## INPUT MATERIAL:
◆ ◆ ◆ ◆ ◆
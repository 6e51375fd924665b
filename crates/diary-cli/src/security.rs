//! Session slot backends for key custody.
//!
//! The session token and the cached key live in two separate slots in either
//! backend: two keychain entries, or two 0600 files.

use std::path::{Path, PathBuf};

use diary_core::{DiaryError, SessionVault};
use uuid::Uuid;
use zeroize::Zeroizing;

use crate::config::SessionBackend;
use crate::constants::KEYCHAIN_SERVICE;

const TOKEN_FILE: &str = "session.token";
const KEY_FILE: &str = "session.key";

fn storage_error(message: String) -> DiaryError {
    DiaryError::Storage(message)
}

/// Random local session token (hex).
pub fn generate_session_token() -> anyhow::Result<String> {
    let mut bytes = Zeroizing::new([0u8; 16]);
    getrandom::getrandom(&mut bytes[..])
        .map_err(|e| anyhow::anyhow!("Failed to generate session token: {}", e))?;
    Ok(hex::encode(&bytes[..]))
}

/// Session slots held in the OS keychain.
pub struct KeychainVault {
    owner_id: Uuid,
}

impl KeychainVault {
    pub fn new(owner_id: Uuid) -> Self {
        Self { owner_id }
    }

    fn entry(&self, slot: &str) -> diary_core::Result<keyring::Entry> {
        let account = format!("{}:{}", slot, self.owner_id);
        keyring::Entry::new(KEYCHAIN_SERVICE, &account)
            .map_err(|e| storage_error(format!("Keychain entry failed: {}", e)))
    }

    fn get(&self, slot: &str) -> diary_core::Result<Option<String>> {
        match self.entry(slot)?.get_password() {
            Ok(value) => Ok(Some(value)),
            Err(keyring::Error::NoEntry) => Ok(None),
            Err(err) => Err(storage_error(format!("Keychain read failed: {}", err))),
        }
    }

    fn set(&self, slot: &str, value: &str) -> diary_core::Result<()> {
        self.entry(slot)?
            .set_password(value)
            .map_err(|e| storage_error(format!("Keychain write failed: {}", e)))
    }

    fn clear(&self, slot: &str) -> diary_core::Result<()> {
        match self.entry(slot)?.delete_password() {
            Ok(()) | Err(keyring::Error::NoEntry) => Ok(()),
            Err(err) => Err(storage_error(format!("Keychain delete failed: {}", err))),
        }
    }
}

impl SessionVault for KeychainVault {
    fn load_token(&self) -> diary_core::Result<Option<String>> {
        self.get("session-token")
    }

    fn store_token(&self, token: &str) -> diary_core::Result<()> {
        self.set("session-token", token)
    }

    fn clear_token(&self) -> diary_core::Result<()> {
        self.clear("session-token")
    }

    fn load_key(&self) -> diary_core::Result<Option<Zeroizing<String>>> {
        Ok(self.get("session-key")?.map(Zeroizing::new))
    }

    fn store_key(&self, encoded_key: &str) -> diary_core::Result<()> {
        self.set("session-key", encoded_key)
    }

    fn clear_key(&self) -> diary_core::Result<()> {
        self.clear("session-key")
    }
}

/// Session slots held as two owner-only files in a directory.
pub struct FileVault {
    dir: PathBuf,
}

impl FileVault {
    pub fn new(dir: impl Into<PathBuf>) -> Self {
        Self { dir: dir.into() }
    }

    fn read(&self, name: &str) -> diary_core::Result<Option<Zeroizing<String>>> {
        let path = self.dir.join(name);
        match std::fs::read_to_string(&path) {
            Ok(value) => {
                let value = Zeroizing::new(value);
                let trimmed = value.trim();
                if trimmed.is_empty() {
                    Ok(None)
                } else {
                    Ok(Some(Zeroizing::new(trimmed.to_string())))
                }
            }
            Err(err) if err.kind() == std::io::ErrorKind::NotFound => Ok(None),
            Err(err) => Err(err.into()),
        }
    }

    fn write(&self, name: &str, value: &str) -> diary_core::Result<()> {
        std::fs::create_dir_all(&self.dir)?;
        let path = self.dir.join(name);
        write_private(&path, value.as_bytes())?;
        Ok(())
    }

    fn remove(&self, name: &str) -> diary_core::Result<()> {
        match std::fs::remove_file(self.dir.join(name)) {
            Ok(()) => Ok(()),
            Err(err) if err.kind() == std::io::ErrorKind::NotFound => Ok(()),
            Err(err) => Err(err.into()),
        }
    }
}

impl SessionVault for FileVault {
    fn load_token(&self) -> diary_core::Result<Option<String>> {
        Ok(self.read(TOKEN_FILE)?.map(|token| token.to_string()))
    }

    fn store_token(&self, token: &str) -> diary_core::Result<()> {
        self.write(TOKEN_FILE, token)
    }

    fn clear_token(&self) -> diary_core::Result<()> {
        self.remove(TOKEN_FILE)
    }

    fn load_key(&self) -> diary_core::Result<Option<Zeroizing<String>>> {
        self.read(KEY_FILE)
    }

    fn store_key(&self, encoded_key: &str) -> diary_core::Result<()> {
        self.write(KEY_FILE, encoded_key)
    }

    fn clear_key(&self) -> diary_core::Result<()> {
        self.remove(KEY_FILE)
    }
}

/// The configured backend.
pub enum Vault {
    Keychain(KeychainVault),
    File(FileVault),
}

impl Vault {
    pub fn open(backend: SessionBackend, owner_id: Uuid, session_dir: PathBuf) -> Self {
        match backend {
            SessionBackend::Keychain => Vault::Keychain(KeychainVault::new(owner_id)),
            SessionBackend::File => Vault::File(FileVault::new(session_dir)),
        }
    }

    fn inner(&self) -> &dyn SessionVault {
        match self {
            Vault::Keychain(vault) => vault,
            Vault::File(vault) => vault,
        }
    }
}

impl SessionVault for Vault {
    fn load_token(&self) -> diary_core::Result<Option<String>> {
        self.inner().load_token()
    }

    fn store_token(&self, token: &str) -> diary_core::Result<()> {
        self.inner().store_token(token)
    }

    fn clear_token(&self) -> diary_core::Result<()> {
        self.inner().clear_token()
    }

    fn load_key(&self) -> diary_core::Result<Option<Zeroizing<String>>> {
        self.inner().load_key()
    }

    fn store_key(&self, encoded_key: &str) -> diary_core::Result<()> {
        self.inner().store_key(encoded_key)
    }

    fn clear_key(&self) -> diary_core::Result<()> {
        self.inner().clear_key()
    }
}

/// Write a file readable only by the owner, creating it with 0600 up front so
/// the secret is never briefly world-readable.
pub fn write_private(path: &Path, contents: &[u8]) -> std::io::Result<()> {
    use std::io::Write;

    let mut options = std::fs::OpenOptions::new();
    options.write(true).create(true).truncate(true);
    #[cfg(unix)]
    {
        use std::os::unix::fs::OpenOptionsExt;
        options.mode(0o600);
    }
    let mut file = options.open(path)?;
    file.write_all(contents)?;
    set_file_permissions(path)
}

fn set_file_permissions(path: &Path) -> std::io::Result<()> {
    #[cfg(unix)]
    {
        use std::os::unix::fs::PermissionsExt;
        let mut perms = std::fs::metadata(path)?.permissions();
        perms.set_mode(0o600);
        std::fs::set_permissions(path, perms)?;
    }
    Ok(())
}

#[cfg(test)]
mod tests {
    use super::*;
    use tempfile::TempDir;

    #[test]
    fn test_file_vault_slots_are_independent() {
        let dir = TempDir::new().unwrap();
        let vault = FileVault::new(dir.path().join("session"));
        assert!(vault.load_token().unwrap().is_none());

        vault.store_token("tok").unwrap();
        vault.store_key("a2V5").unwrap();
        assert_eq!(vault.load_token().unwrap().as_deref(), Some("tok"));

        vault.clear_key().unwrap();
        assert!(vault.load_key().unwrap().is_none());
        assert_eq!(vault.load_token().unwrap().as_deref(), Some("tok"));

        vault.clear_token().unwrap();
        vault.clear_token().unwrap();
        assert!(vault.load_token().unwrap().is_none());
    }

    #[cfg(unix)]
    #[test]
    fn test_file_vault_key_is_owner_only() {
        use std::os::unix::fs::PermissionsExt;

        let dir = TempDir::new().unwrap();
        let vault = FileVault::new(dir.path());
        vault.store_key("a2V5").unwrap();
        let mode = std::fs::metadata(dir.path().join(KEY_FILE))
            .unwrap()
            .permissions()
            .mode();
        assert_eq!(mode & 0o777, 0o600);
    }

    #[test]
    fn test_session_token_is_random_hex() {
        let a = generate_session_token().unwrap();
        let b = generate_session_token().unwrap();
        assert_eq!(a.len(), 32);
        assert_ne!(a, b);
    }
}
◆ ◆ ◆ ◆ ◆
## DIRECTIONS:
A word-for-word restatement of the lines running from the one with "let mut perms" to the last line of the records is the whole answer.

## SOLUTION:
        let mut perms = std::fs::metadata(path)?.permissions();
        perms.set_mode(0o600);
        std::fs::set_permissions(path, perms)?;
    }
    Ok(())
}

#[cfg(test)]
mod tests {
    use super::*;
    use tempfile::TempDir;

    #[test]
    fn test_file_vault_slots_are_independent() {
        let dir = TempDir::new().unwrap();
        let vault = FileVault::new(dir.path().join("session"));
        assert!(vault.load_token().unwrap().is_none());

        vault.store_token("tok").unwrap();
        vault.store_key("a2V5").unwrap();
        assert_eq!(vault.load_token().unwrap().as_deref(), Some("tok"));

        vault.clear_key().unwrap();
        assert!(vault.load_key().unwrap().is_none());
        assert_eq!(vault.load_token().unwrap().as_deref(), Some("tok"));

        vault.clear_token().unwrap();
        vault.clear_token().unwrap();
        assert!(vault.load_token().unwrap().is_none());
    }

    #[cfg(unix)]
    #[test]
    fn test_file_vault_key_is_owner_only() {
        use std::os::unix::fs::PermissionsExt;

        let dir = TempDir::new().unwrap();
        let vault = FileVault::new(dir.path());
        vault.store_key("a2V5").unwrap();
        let mode = std::fs::metadata(dir.path().join(KEY_FILE))
            .unwrap()
            .permissions()
            .mode();
        assert_eq!(mode & 0o777, 0o600);
    }

    #[test]
    fn test_session_token_is_random_hex() {
        let a = generate_session_token().unwrap();
        let b = generate_session_token().unwrap();
        assert_eq!(a.len(), 32);
        assert_ne!(a, b);
    }
}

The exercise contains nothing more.